#### PROBLEM:
Report every line in the listing that contains the string "already".
START GIVEN RECORDS
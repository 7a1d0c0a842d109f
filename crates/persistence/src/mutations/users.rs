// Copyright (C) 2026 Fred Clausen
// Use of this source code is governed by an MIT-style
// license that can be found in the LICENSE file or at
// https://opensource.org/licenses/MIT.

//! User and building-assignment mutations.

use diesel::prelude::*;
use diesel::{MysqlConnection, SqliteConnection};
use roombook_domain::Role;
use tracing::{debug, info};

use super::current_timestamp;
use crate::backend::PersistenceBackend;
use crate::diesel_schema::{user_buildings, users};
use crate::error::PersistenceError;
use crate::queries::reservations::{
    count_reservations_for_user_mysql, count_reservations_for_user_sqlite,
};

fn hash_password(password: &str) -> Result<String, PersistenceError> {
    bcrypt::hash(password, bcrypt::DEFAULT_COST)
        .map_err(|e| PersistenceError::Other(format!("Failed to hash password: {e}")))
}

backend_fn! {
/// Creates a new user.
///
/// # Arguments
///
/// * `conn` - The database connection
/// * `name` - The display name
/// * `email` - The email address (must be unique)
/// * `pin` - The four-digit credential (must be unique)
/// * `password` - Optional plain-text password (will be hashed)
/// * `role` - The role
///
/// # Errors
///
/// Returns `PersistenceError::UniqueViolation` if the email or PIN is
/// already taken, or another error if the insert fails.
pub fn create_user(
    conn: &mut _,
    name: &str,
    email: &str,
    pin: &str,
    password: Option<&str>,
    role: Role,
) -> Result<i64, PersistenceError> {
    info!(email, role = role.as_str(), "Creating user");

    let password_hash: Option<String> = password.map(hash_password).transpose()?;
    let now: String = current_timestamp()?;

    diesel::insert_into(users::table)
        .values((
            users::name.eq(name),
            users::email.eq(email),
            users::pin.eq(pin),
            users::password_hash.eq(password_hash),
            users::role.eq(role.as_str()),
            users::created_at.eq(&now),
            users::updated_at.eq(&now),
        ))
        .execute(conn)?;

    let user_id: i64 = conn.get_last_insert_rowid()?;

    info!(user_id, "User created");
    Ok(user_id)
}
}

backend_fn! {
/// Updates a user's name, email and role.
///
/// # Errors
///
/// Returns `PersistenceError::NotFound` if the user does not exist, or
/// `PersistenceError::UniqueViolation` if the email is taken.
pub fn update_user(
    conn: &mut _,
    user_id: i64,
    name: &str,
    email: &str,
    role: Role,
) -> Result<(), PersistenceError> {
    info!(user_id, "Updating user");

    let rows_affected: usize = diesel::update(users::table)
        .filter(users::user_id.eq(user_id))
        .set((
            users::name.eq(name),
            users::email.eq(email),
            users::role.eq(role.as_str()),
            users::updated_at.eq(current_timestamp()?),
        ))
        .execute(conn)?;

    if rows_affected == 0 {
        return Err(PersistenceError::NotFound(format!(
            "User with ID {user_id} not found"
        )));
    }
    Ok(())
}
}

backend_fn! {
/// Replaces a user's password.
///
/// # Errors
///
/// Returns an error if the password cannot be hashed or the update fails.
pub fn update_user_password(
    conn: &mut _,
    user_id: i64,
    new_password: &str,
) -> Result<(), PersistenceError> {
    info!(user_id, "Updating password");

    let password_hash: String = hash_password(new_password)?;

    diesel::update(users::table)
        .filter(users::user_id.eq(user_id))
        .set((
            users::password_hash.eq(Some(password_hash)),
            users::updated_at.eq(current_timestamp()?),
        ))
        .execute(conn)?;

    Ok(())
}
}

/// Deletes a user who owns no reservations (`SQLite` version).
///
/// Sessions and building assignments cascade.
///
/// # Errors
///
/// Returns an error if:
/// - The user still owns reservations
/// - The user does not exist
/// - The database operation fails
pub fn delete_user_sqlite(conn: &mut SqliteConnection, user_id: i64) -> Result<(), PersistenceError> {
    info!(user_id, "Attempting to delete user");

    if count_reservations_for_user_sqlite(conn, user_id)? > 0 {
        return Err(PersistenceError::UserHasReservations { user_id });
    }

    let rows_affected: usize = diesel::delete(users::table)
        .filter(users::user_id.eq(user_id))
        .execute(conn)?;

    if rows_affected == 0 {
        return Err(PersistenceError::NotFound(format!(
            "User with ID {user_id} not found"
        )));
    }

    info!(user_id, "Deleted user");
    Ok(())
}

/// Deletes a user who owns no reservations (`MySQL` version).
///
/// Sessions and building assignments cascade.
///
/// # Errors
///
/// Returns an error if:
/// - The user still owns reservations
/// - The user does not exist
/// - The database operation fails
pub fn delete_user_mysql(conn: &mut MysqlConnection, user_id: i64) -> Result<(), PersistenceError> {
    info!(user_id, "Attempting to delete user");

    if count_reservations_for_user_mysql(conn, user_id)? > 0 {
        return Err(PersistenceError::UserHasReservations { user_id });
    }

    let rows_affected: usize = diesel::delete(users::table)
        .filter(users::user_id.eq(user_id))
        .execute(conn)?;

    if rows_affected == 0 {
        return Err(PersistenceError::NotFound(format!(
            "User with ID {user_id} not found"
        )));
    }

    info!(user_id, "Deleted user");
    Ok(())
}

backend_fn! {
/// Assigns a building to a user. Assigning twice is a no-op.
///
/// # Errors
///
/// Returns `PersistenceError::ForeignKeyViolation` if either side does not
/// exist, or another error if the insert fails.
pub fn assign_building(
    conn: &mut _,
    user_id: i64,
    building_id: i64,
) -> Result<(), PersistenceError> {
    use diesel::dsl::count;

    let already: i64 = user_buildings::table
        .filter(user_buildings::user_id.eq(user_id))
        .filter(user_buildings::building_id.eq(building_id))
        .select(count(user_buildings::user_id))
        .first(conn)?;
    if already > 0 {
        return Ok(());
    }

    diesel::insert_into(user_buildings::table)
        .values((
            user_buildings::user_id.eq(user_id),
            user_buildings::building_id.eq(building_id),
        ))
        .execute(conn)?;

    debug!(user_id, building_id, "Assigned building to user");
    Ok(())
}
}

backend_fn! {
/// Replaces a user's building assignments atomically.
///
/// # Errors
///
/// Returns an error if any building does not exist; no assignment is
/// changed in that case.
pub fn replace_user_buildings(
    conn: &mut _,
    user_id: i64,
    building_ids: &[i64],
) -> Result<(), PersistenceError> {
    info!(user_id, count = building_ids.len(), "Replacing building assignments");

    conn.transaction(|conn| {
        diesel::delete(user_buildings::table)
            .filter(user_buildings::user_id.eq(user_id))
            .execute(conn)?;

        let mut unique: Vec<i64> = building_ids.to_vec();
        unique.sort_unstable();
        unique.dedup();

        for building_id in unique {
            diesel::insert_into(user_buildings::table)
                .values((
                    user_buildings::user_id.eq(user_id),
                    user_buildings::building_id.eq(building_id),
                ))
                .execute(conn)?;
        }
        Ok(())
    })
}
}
END GIVEN RECORDS
#### RESPONSE AREA:
/// already taken, or another error if the insert fails.
    let already: i64 = user_buildings::table
    if already > 0 {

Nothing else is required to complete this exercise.